Lindrick Golf Club is a golf course in South Yorkshire and is also a site of special scientific interest (SSSI). The SSSI covers  and was designated for its biological interest. The site was notified in 1987.

The course is situated on the A57 running between Sheffield and Worksop, Nottinghamshire, and is approximately  west of Worksop. The course is affiliated to the Yorkshire Golf Union and, contrary to local folklore, the entire course and clubhouse is situated in Yorkshire.

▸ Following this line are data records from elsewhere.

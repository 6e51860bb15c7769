// Fixed-slot schedule calculator
//
// Every schedule is a closed set of wall-clock slots, and the next run is
// always the next calendar boundary. Anchoring to slots instead of
// "now + interval" means repeated runs cannot accumulate drift.

use chrono::{DateTime, Datelike, Duration, NaiveTime, Utc, Weekday};
use serde::{Deserialize, Serialize};

use crate::domain::error::{DomainError, Result};

/// Minimum delay handed to the job queue, in seconds
pub const MIN_DELAY_SECS: i64 = 60;

/// Named fixed schedule
#[derive(Debug, Clone, Copy, PartialEq, Eq, Serialize, Deserialize)]
pub enum Schedule {
    #[serde(rename = "disabled")]
    Disabled,
    #[serde(rename = "every6hours")]
    Every6Hours,
    #[serde(rename = "every12hours")]
    Every12Hours,
    #[serde(rename = "daily")]
    Daily,
    #[serde(rename = "daily2am")]
    Daily2am,
    #[serde(rename = "weekly")]
    Weekly,
}

impl Schedule {
    pub fn as_str(&self) -> &'static str {
        match self {
            Schedule::Disabled => "disabled",
            Schedule::Every6Hours => "every6hours",
            Schedule::Every12Hours => "every12hours",
            Schedule::Daily => "daily",
            Schedule::Daily2am => "daily2am",
            Schedule::Weekly => "weekly",
        }
    }

    pub fn parse(s: &str) -> Result<Self> {
        match s {
            "disabled" => Ok(Schedule::Disabled),
            "every6hours" => Ok(Schedule::Every6Hours),
            "every12hours" => Ok(Schedule::Every12Hours),
            "daily" => Ok(Schedule::Daily),
            "daily2am" => Ok(Schedule::Daily2am),
            "weekly" => Ok(Schedule::Weekly),
            other => Err(DomainError::UnknownSchedule(other.to_string())),
        }
    }

    pub fn is_enabled(&self) -> bool {
        !matches!(self, Schedule::Disabled)
    }

    /// Hour-of-day slots for the daily schedules; empty for the others
    fn hour_slots(&self) -> &'static [u32] {
        match self {
            Schedule::Every6Hours => &[0, 6, 12, 18],
            Schedule::Every12Hours => &[0, 12],
            Schedule::Daily => &[0],
            Schedule::Daily2am => &[2],
            Schedule::Disabled | Schedule::Weekly => &[],
        }
    }
}

impl std::fmt::Display for Schedule {
    fn fmt(&self, f: &mut std::fmt::Formatter<'_>) -> std::fmt::Result {
        write!(f, "{}", self.as_str())
    }
}

/// Next slot instant strictly after `now_millis`, or None for `disabled`.
///
/// A run landing exactly on a slot instant counts that slot as consumed
/// and advances to the next occurrence.
pub fn next_run_millis(schedule: Schedule, now_millis: i64) -> Option<i64> {
    let now = DateTime::from_timestamp_millis(now_millis)?;
    match schedule {
        Schedule::Disabled => None,
        Schedule::Weekly => Some(next_weekday_slot(now, Weekday::Mon)),
        _ => Some(next_hour_slot(now, schedule.hour_slots())),
    }
}

/// Delay in seconds until the next run, for the queue's delayed enqueue.
/// Clamped so the queue never receives a zero or near-zero delay.
pub fn next_delay_secs(schedule: Schedule, now_millis: i64) -> Option<i64> {
    let next = next_run_millis(schedule, now_millis)?;
    Some(((next - now_millis) / 1000).max(MIN_DELAY_SECS))
}

fn next_hour_slot(now: DateTime<Utc>, slots: &[u32]) -> i64 {
    let today = now.date_naive();
    for &hour in slots {
        let candidate = today.and_time(slot_time(hour)).and_utc();
        if candidate > now {
            return candidate.timestamp_millis();
        }
    }

    // No slot left today: first slot on the following day
    let first = slots.first().copied().unwrap_or(0);
    (today + Duration::days(1))
        .and_time(slot_time(first))
        .and_utc()
        .timestamp_millis()
}

fn next_weekday_slot(now: DateTime<Utc>, target: Weekday) -> i64 {
    let today = now.date_naive();
    let days_ahead = (target.num_days_from_monday() as i64
        - today.weekday().num_days_from_monday() as i64)
        .rem_euclid(7);

    let mut candidate = (today + Duration::days(days_ahead))
        .and_time(NaiveTime::MIN)
        .and_utc();
    if candidate <= now {
        candidate = candidate + Duration::days(7);
    }
    candidate.timestamp_millis()
}

fn slot_time(hour: u32) -> NaiveTime {
    // Slot tables only hold 0..=23
    NaiveTime::from_hms_opt(hour, 0, 0).unwrap_or(NaiveTime::MIN)
}

#[cfg(test)]
mod tests {
    use super::*;
    use chrono::{TimeZone, Timelike};

    fn at(y: i32, m: u32, d: u32, h: u32, min: u32, s: u32) -> i64 {
        Utc.with_ymd_and_hms(y, m, d, h, min, s)
            .single()
            .expect("valid test instant")
            .timestamp_millis()
    }

    #[test]
    fn test_disabled_never_fires() {
        assert_eq!(next_run_millis(Schedule::Disabled, at(2024, 1, 1, 5, 0, 0)), None);
        assert_eq!(next_delay_secs(Schedule::Disabled, at(2024, 1, 1, 5, 0, 0)), None);
    }

    #[test]
    fn test_every6hours_next_slot() {
        assert_eq!(
            next_run_millis(Schedule::Every6Hours, at(2024, 1, 1, 5, 0, 0)),
            Some(at(2024, 1, 1, 6, 0, 0))
        );
    }

    #[test]
    fn test_every6hours_rolls_to_next_day() {
        assert_eq!(
            next_run_millis(Schedule::Every6Hours, at(2024, 1, 1, 23, 0, 0)),
            Some(at(2024, 1, 2, 0, 0, 0))
        );
    }

    #[test]
    fn test_exactly_on_slot_advances_to_next_occurrence() {
        // 02:00:00 sharp must not return the same instant
        assert_eq!(
            next_run_millis(Schedule::Daily2am, at(2024, 1, 1, 2, 0, 0)),
            Some(at(2024, 1, 2, 2, 0, 0))
        );
    }

    #[test]
    fn test_seconds_past_slot_also_advance() {
        assert_eq!(
            next_run_millis(Schedule::Daily2am, at(2024, 1, 1, 2, 0, 1)),
            Some(at(2024, 1, 2, 2, 0, 0))
        );
    }

    #[test]
    fn test_daily_always_lands_on_midnight() {
        assert_eq!(
            next_run_millis(Schedule::Daily, at(2024, 6, 30, 13, 45, 12)),
            Some(at(2024, 7, 1, 0, 0, 0))
        );
    }

    #[test]
    fn test_every12hours_slots() {
        assert_eq!(
            next_run_millis(Schedule::Every12Hours, at(2024, 1, 1, 11, 59, 59)),
            Some(at(2024, 1, 1, 12, 0, 0))
        );
        assert_eq!(
            next_run_millis(Schedule::Every12Hours, at(2024, 1, 1, 12, 0, 0)),
            Some(at(2024, 1, 2, 0, 0, 0))
        );
    }

    #[test]
    fn test_weekly_from_a_wednesday() {
        // 2024-01-03 is a Wednesday; next Monday is 2024-01-08
        assert_eq!(
            next_run_millis(Schedule::Weekly, at(2024, 1, 3, 10, 0, 0)),
            Some(at(2024, 1, 8, 0, 0, 0))
        );
    }

    #[test]
    fn test_weekly_exactly_on_monday_midnight_advances_a_week() {
        // 2024-01-01 is a Monday
        assert_eq!(
            next_run_millis(Schedule::Weekly, at(2024, 1, 1, 0, 0, 0)),
            Some(at(2024, 1, 8, 0, 0, 0))
        );
    }

    #[test]
    fn test_weekly_later_on_monday_goes_to_next_monday() {
        assert_eq!(
            next_run_millis(Schedule::Weekly, at(2024, 1, 1, 8, 30, 0)),
            Some(at(2024, 1, 8, 0, 0, 0))
        );
    }

    #[test]
    fn test_next_run_is_always_strictly_after_now_and_slot_aligned() {
        let schedules = [
            Schedule::Every6Hours,
            Schedule::Every12Hours,
            Schedule::Daily,
            Schedule::Daily2am,
            Schedule::Weekly,
        ];
        let instants = [
            at(2024, 1, 1, 0, 0, 0),
            at(2024, 2, 29, 23, 59, 59),
            at(2024, 12, 31, 18, 0, 0),
            at(2025, 7, 14, 2, 0, 0),
        ];

        for schedule in schedules {
            for now in instants {
                let next = next_run_millis(schedule, now).expect("enabled schedule");
                assert!(next > now, "{schedule} returned a non-future instant");

                let dt = DateTime::from_timestamp_millis(next).expect("valid instant");
                assert_eq!(dt.time().minute(), 0);
                assert_eq!(dt.time().second(), 0);
                match schedule {
                    Schedule::Weekly => {
                        assert_eq!(dt.weekday(), Weekday::Mon);
                        assert_eq!(dt.time().hour(), 0);
                    }
                    _ => assert!(schedule.hour_slots().contains(&dt.time().hour())),
                }
            }
        }
    }

    #[test]
    fn test_delay_is_clamped_to_the_floor() {
        // 30 seconds before the slot: raw delay would be 30s
        let delay = next_delay_secs(Schedule::Daily2am, at(2024, 1, 1, 1, 59, 30));
        assert_eq!(delay, Some(MIN_DELAY_SECS));
    }

    #[test]
    fn test_delay_above_floor_is_untouched() {
        let delay = next_delay_secs(Schedule::Daily2am, at(2024, 1, 1, 0, 0, 0));
        assert_eq!(delay, Some(2 * 60 * 60));
    }

    #[test]
    fn test_schedule_round_trips_through_parse() {
        for schedule in [
            Schedule::Disabled,
            Schedule::Every6Hours,
            Schedule::Every12Hours,
            Schedule::Daily,
            Schedule::Daily2am,
            Schedule::Weekly,
        ] {
            assert_eq!(Schedule::parse(schedule.as_str()).unwrap(), schedule);
        }
        assert!(Schedule::parse("hourly").is_err());
    }
}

Founded in 1891, the course was originally nine holes, but was extended to 18 holes in 1894. Prior to the enhancements programme started in 2015, the last major changes to the course layout occurred in 1932, to avoid two holes being played over the A57. The course design has been influenced by a variety of renown architects from 'old' Tom Morris, Willie Park (jnr), Alistair McKenzie, Fowler & Simpson, Donald Steel, Cameron Sinclair  to current award winning designer Ken Moodie.

Currently Holes 1–11 and Hole 18 are situated on the south side of the A57, with Holes 12–17 being on the north side. The course now has two tunnels providing safe crossing of the A57. The closing 18th hole features as one of the 500 Greatest Holes in the World and is also listed as one of Peter Alliss' favourite 18 holes of all time. The course plays host to a number of leading amateur tournaments, and is a venue for Regional Qualifying for The Open Championship, and is regularly featured in the various top 100 course ratings in the golfing media. Lindrick is also one of the courses (with Ganton and Moortown) who play host to the annual Yorkshire Challenge which is now one of the biggest tournaments for club golfers in the country. Lindrick also holds the annual Danny Willett Salver for the Lindrick Open Amateur Championship. 

The 1957 Ryder Cup was played at Lindrick, resulting in the only post-war victory for Great Britain & Ireland, captained by Dai Rees and in 2016 featured on Sky TV as being the only club to ever have 3 current playing members to represent Europe in that year's Ryder Cup team. The Curtis Cup was played on the course in 1960, and the Women's British Open has been held at the course on two occasions – in 1977 and 1988, and most recently the English Women's Amateur Championship in 2017.
 
The English Men's Amateur Championship will be held at Lindrick in late July 2022.

Marian Rae, the former President of England Golf, is a member.

Full PGA tour players Danny Willett, Matt Fitzpatrick, Lee Westwood, Mark Foster and Jonathan Thomson are subscribing members as well as a host of Yorkshire and England junior players.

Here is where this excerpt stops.